En adaptant le polar de Georges Simenon, Mathieu Amalric livre une œuvre hypnotique et sensuelle, trahissant parfois le fond au service de la forme. Dramatique et mesuré comme une partition de piano, La chambre bleue se contemple comme un tableau imprégné des fantasmes de son auteur et trouve tout naturellement sa place dans la sélection Un Certain Regard du 67ème Festival de Cannes.


La pièce est encore hantée des froissements de draps, de ce rayon de soleil filtrant au travers des persiennes, des murmures échangés d’une voix distraite entre les deux amants. Chaque plan de cette chambre est un tableau de maître, habilement cadré, au fil des souvenirs de Julien qui peine à revenir à la réalité. En plein interrogatoire, il doit pourtant justifier de ses actions de ces derniers mois et s’étendre sur sa relation extra-conjugale avec la mystérieuse Esther. Car cette esquisse de la chambre bleue n’est plus qu’un amas de furtives sensations qui poursuivent encore l’accusé.
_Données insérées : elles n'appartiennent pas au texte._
//! Configuration loading for bizloop.
//!
//! Configuration lives in a directory (default `<base-dir>/config`) as two
//! JSON files:
//!
//! - `ip_profile.json` - the brand/IP persona ideas must fit
//! - `project_config.json` - project goals, constraints and the
//!   `iteration_policy` section consumed by the scheduler
//!
//! Both files are required. The iteration policy is validated into an
//! [`IterationPolicy`] before the loop starts; see [`validation`] for the
//! full report used by `bizloop config validate`.

pub mod validation;

pub use validation::{validate_configs, ConfigValidator, ValidationReport};

use std::collections::BTreeMap;
use std::path::{Path, PathBuf};

use serde::de::DeserializeOwned;
use serde::{Deserialize, Serialize};

use crate::error::{BizloopError, Result};
use crate::iteration::IterationPolicy;

/// Filename of the IP profile inside the config directory.
pub const IP_PROFILE_FILENAME: &str = "ip_profile.json";

/// Filename of the project config inside the config directory.
pub const PROJECT_CONFIG_FILENAME: &str = "project_config.json";

/// Brand persona that every generated idea must respect.
#[derive(Debug, Clone, PartialEq, Serialize, Deserialize)]
pub struct IpProfile {
    pub ip_name: String,
    pub essence: String,
    pub visual_motifs: Vec<String>,
    pub core_personality: Vec<String>,
    pub taboos: Vec<String>,
    pub target_audience: String,
    pub brand_promise: String,
    pub canon_examples: Vec<String>,
}

/// Raw `iteration_policy` section as written in `project_config.json`.
///
/// Fields are optional only so that a missing one can be reported by name;
/// [`IterationPolicy::try_from`] rejects any absent field and enforces the
/// invariants. Unknown keys are preserved so they still reach the prompt.
#[derive(Debug, Clone, Default, PartialEq, Serialize, Deserialize)]
pub struct IterationPolicyConfig {
    #[serde(default, skip_serializing_if = "Option::is_none")]
    pub explore_ratio: Option<f64>,

    #[serde(default, skip_serializing_if = "Option::is_none")]
    pub deepening_ratio: Option<f64>,

    #[serde(default, skip_serializing_if = "Option::is_none")]
    pub stagnation_threshold: Option<f64>,

    /// Signed so that negative values surface as a validation error
    /// instead of a parse error.
    #[serde(default, skip_serializing_if = "Option::is_none")]
    pub stagnation_runs: Option<i64>,

    #[serde(flatten)]
    pub extra: serde_json::Map<String, serde_json::Value>,
}

impl IterationPolicyConfig {
    /// Names of the policy fields that are absent, in declaration order.
    #[must_use]
    pub fn missing_fields(&self) -> Vec<&'static str> {
        [
            ("explore_ratio", self.explore_ratio.is_none()),
            ("deepening_ratio", self.deepening_ratio.is_none()),
            ("stagnation_threshold", self.stagnation_threshold.is_none()),
            ("stagnation_runs", self.stagnation_runs.is_none()),
        ]
        .into_iter()
        .filter_map(|(field, missing)| missing.then_some(field))
        .collect()
    }
}

/// Project settings loaded from `project_config.json`.
#[derive(Debug, Clone, PartialEq, Serialize, Deserialize)]
pub struct ProjectConfig {
    pub project_name: String,
    pub goal_type: String,
    #[serde(default)]
    pub constraints: BTreeMap<String, String>,
    #[serde(default)]
    pub idea_templates: Vec<String>,
    #[serde(default)]
    pub iteration_policy: IterationPolicyConfig,
}

impl ProjectConfig {
    /// Build the validated scheduling policy.
    ///
    /// # Errors
    ///
    /// Returns [`BizloopError::InvalidConfig`] if the section violates a
    /// policy invariant.
    pub fn policy(&self) -> Result<IterationPolicy> {
        IterationPolicy::try_from(&self.iteration_policy)
    }
}

/// Path of the IP profile in a config directory.
pub fn ip_profile_path(config_dir: &Path) -> PathBuf {
    config_dir.join(IP_PROFILE_FILENAME)
}

/// Path of the project config in a config directory.
pub fn project_config_path(config_dir: &Path) -> PathBuf {
    config_dir.join(PROJECT_CONFIG_FILENAME)
}

/// Load an IP profile from a JSON file.
pub fn load_ip_profile(path: &Path) -> Result<IpProfile> {
    load_json(path)
}

/// Load a project config from a JSON file.
pub fn load_project_config(path: &Path) -> Result<ProjectConfig> {
    load_json(path)
}

/// Load both configuration files from `config_dir`.
///
/// # Errors
///
/// Returns [`BizloopError::MissingFile`] if either file is absent and
/// [`BizloopError::Config`] if one cannot be parsed.
pub fn load_configs(config_dir: &Path) -> Result<(IpProfile, ProjectConfig)> {
    let ip_path = ip_profile_path(config_dir);
    let project_path = project_config_path(config_dir);

    for path in [&ip_path, &project_path] {
        if !path.exists() {
            return Err(BizloopError::MissingFile { path: path.clone() });
        }
    }

    Ok((load_ip_profile(&ip_path)?, load_project_config(&project_path)?))
}

fn load_json<T: DeserializeOwned>(path: &Path) -> Result<T> {
    let content = std::fs::read_to_string(path).map_err(|e| {
        BizloopError::config_with_path(format!("cannot read file: {e}"), path.to_path_buf())
    })?;
    serde_json::from_str(&content).map_err(|e| {
        BizloopError::config_with_path(
            format!(
                "{} is invalid: {} (line {}, column {})",
                path.display(),
                e,
                e.line(),
                e.column()
            ),
            path.to_path_buf(),
        )
    })
}
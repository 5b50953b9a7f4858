//! Configuration validation for bizloop.
//!
//! This module checks a config directory before the loop is allowed to
//! start: JSON syntax, required fields, and the iteration policy
//! invariants.
//!
//! # Example
//!
//! ```rust,ignore
//! use bizloop::config::ConfigValidator;
//! use std::path::Path;
//!
//! let report = ConfigValidator::new(Path::new("config")).validate()?;
//!
//! if !report.is_valid() {
//!     for error in &report.errors {
//!         eprintln!("Error: {}", error);
//!     }
//!     std::process::exit(report.exit_code());
//! }
//! ```

use std::path::{Path, PathBuf};

use super::{ip_profile_path, project_config_path, IpProfile, ProjectConfig};
use crate::error::{BizloopError, Result};

/// Result of configuration validation.
///
/// Contains all errors and warnings found during validation, along with
/// the files that were checked.
#[derive(Debug, Clone, Default)]
pub struct ValidationReport {
    /// Errors that prevent the loop from starting.
    pub errors: Vec<String>,
    /// Warnings that don't prevent validity but indicate potential issues.
    pub warnings: Vec<String>,
    /// Files that were validated.
    pub files_checked: Vec<PathBuf>,
}

impl ValidationReport {
    /// Create a new empty validation report.
    ///
    /// An empty report is considered valid.
    #[must_use]
    pub fn new() -> Self {
        Self::default()
    }

    /// Returns true if the configuration is valid (no errors).
    ///
    /// Warnings do not affect validity.
    #[must_use]
    pub fn is_valid(&self) -> bool {
        self.errors.is_empty()
    }

    /// Returns 0 if valid, 1 if invalid.
    #[must_use]
    pub fn exit_code(&self) -> i32 {
        if self.is_valid() {
            0
        } else {
            1
        }
    }

    /// Generate a human-readable summary of the validation result.
    #[must_use]
    pub fn summary(&self) -> String {
        if self.is_valid() {
            if self.warnings.is_empty() {
                "Configuration is valid.".to_string()
            } else {
                format!(
                    "Configuration is valid with {} warning(s).",
                    self.warnings.len()
                )
            }
        } else {
            format!(
                "Configuration is invalid with {} error(s).",
                self.errors.len()
            )
        }
    }

    /// Generate a verbose report including all details.
    #[must_use]
    pub fn verbose_report(&self) -> String {
        let mut lines = vec![
            "Configuration Validation Report".to_string(),
            "\u{2500}".repeat(50),
        ];

        if !self.files_checked.is_empty() {
            lines.push(String::new());
            lines.push(format!("Files checked ({}):", self.files_checked.len()));
            for file in &self.files_checked {
                lines.push(format!("  - {}", file.display()));
            }
        }

        if !self.errors.is_empty() {
            lines.push(String::new());
            lines.push(format!("Errors ({}):", self.errors.len()));
            for error in &self.errors {
                lines.push(format!("  \u{2717} {}", error));
            }
        }

        if !self.warnings.is_empty() {
            lines.push(String::new());
            lines.push(format!("Warnings ({}):", self.warnings.len()));
            for warning in &self.warnings {
                lines.push(format!("  \u{26a0} {}", warning));
            }
        }

        lines.push(String::new());
        lines.push(format!("Status: {}", self.summary()));

        lines.join("\n")
    }

    fn check(&mut self, ip: &IpProfile, project: &ProjectConfig) {
        let required = [
            ("ip_profile.ip_name", ip.ip_name.as_str()),
            ("ip_profile.essence", ip.essence.as_str()),
            ("ip_profile.target_audience", ip.target_audience.as_str()),
            ("ip_profile.brand_promise", ip.brand_promise.as_str()),
            ("project_config.project_name", project.project_name.as_str()),
            ("project_config.goal_type", project.goal_type.as_str()),
        ];
        for (field, value) in required {
            if value.trim().is_empty() {
                self.errors.push(format!("{} must not be empty", field));
            }
        }

        if project.idea_templates.is_empty() {
            self.warnings
                .push("project_config.idea_templates is empty - ideas will be unstructured".to_string());
        }
        if ip.taboos.is_empty() {
            self.warnings
                .push("ip_profile.taboos is empty - no content restrictions".to_string());
        }

        let missing = project.iteration_policy.missing_fields();
        if !missing.is_empty() {
            for field in missing {
                self.errors
                    .push(format!("project_config.iteration_policy.{} is required", field));
            }
        } else if let Err(e) = project.policy() {
            self.errors.push(format!("iteration_policy: {}", e));
        }
    }
}

/// Validate already-loaded configuration.
///
/// # Errors
///
/// Returns the first error as [`BizloopError::InvalidConfig`] (policy
/// violations) or [`BizloopError::Config`] (required fields).
pub fn validate_configs(ip: &IpProfile, project: &ProjectConfig) -> Result<()> {
    project.policy()?;

    let mut report = ValidationReport::new();
    report.check(ip, project);
    match report.errors.into_iter().next() {
        Some(error) => Err(BizloopError::config(error)),
        None => Ok(()),
    }
}

/// Validates a configuration directory.
#[derive(Debug, Clone)]
pub struct ConfigValidator {
    config_dir: PathBuf,
}

impl ConfigValidator {
    /// Create a new validator for the given config directory.
    #[must_use]
    pub fn new(config_dir: &Path) -> Self {
        Self {
            config_dir: config_dir.to_path_buf(),
        }
    }

    /// Validate the configuration and return a detailed report.
    ///
    /// # Errors
    ///
    /// Returns an error only for unexpected I/O failures. Validation errors
    /// are reported in the `ValidationReport`.
    pub fn validate(&self) -> anyhow::Result<ValidationReport> {
        let mut report = ValidationReport::new();

        let ip = self.parse::<IpProfile>(&ip_profile_path(&self.config_dir), &mut report)?;
        let project =
            self.parse::<ProjectConfig>(&project_config_path(&self.config_dir), &mut report)?;

        if let (Some(ip), Some(project)) = (ip, project) {
            report.check(&ip, &project);
        }

        Ok(report)
    }

    fn parse<T: serde::de::DeserializeOwned>(
        &self,
        path: &Path,
        report: &mut ValidationReport,
    ) -> anyhow::Result<Option<T>> {
        let name = path
            .file_name()
            .map(|n| n.to_string_lossy().to_string())
            .unwrap_or_default();

        if !path.exists() {
            report.errors.push(format!("{} not found", name));
            return Ok(None);
        }
        report.files_checked.push(path.to_path_buf());

        let content = std::fs::read_to_string(path)?;
        match serde_json::from_str::<T>(&content) {
            Ok(value) => Ok(Some(value)),
            Err(e) => {
                report.errors.push(format!(
                    "{} error: {} (parse failed at line {}, column {})",
                    name,
                    e,
                    e.line(),
                    e.column()
                ));
                Ok(None)
            }
        }
    }
}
Amalric construit son film autour de multiples énigmes, car nous accompagnons Julien dans son trouble apparent, découvrant les éléments à mesure qu’ils se dévoilent au cours de l’enquête. Tout part de ce havre lapis-lazuli, empreint de langueur. Et les événements se précipitent, inexorablement, sans autre issue possible que celle qui semble toute tracée, à l’image de la route qui se rétrécit sous les pneus du véhicule de Julien.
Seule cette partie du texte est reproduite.